━━ EXCERPTED RECORDS

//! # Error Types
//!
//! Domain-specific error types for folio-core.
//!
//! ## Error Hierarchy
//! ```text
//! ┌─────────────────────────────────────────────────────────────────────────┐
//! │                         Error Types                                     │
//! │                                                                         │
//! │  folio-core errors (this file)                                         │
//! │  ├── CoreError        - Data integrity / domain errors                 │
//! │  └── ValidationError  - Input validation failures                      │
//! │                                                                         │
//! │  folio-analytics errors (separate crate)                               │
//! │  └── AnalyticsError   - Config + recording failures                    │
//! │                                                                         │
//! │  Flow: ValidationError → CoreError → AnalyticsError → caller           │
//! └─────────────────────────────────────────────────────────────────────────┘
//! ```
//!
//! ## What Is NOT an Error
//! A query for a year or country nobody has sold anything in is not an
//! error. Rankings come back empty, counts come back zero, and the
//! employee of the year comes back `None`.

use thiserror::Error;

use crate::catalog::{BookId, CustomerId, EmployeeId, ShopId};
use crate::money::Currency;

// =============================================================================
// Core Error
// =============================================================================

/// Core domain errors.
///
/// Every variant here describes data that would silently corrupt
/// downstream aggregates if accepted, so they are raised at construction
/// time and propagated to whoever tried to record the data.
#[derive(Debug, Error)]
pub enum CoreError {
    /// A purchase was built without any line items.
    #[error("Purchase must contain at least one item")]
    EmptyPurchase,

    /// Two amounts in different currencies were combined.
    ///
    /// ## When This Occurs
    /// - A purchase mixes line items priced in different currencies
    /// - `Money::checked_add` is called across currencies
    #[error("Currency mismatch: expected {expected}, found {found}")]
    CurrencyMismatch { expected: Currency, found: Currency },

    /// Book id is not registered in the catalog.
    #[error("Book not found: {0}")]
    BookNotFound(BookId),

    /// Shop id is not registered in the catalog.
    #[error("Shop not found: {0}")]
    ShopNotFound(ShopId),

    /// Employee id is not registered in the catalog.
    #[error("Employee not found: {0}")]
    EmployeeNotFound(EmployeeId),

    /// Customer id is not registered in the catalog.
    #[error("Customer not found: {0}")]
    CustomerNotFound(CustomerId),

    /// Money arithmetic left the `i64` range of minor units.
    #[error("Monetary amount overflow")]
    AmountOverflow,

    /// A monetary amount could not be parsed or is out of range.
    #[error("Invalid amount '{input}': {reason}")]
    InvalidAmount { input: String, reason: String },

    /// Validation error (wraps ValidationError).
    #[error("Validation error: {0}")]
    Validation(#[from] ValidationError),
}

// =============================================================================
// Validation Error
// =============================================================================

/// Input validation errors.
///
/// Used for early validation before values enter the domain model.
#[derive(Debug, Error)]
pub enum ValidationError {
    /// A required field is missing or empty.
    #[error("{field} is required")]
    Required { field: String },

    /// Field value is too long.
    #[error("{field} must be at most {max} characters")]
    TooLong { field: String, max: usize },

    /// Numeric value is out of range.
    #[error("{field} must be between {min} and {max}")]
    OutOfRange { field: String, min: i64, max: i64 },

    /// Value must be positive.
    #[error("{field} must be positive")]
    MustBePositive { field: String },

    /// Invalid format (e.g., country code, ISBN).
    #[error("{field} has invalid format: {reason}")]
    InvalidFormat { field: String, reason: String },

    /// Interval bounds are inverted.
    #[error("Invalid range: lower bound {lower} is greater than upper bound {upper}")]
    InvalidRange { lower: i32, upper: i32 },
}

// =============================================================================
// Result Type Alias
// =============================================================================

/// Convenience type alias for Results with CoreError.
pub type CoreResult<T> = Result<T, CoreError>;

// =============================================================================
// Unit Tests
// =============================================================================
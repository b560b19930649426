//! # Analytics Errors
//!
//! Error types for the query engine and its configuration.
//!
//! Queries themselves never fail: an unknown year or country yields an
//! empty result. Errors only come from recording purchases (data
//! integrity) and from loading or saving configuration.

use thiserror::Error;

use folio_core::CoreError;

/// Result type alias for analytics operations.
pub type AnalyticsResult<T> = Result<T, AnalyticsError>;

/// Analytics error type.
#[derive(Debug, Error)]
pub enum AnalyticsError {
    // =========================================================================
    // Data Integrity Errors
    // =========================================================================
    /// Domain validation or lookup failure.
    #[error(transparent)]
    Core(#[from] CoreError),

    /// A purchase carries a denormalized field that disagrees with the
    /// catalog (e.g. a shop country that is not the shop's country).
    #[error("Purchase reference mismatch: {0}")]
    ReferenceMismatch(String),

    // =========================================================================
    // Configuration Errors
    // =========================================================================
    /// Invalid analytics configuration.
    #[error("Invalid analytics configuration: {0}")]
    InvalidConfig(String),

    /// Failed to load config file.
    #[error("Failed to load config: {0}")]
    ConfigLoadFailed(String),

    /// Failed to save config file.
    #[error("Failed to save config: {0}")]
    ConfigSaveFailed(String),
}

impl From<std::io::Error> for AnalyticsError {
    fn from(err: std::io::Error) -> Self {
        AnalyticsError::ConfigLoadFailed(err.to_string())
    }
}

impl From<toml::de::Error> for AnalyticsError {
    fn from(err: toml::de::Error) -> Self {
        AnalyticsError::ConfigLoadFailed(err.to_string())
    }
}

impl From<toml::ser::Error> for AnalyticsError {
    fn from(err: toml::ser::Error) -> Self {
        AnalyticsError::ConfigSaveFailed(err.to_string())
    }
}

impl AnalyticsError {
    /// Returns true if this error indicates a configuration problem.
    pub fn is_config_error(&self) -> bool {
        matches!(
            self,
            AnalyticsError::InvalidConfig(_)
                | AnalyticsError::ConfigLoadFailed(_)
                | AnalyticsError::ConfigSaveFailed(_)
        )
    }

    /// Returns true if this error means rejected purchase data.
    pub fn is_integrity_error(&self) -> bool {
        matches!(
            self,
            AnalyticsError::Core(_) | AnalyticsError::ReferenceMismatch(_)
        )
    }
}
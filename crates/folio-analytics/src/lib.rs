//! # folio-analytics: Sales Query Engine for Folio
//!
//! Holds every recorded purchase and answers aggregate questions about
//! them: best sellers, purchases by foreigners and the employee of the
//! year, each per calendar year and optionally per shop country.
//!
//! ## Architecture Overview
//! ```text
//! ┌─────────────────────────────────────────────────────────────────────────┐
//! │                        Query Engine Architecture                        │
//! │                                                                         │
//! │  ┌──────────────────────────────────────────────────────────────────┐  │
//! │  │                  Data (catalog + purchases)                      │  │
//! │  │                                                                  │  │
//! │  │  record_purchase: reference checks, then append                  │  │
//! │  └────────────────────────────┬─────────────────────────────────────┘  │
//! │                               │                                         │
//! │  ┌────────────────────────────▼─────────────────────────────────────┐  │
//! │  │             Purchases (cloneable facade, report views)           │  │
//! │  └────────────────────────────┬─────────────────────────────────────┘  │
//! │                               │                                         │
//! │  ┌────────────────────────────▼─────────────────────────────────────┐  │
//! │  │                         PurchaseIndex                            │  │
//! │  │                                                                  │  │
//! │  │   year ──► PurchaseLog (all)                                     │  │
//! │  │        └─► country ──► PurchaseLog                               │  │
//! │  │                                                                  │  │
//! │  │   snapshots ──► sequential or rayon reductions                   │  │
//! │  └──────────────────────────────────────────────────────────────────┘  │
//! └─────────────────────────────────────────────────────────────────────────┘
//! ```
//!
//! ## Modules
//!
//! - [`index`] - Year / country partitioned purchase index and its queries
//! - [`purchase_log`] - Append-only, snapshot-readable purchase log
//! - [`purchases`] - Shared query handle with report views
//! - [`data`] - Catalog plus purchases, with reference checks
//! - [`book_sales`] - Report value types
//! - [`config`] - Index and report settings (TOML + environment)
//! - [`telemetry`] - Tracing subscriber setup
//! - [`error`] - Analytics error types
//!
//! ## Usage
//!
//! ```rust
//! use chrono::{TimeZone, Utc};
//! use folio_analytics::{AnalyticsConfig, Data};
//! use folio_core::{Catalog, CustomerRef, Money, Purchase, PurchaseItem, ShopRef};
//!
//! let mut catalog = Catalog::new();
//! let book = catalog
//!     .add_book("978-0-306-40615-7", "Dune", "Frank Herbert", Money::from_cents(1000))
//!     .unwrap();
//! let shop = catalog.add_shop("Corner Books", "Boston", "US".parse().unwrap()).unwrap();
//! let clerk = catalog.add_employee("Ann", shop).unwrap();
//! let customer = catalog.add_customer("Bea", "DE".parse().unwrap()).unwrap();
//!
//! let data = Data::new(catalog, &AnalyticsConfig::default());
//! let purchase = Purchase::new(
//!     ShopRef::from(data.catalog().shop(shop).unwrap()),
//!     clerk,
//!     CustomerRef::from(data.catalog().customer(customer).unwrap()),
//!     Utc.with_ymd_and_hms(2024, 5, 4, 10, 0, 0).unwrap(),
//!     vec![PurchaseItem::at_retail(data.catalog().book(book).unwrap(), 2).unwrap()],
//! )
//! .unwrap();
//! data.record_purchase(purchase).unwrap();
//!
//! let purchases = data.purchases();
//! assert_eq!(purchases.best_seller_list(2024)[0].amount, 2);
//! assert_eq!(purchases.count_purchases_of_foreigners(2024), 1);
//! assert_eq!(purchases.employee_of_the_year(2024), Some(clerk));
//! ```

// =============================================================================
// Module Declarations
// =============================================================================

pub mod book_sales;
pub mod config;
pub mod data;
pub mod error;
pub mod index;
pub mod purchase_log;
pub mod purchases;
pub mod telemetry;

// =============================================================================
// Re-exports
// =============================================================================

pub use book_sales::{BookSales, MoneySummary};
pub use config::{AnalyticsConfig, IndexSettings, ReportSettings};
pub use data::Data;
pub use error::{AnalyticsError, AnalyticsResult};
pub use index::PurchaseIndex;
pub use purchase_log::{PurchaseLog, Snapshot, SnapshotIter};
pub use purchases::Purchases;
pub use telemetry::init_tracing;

━━━━

### WHAT YOU SHOULD DO
In the entries above, find each line that includes the string "expected" and copy it.

### RESPONSE AREA
    #[error("Currency mismatch: expected {expected}, found {found}")]
    CurrencyMismatch { expected: Currency, found: Currency },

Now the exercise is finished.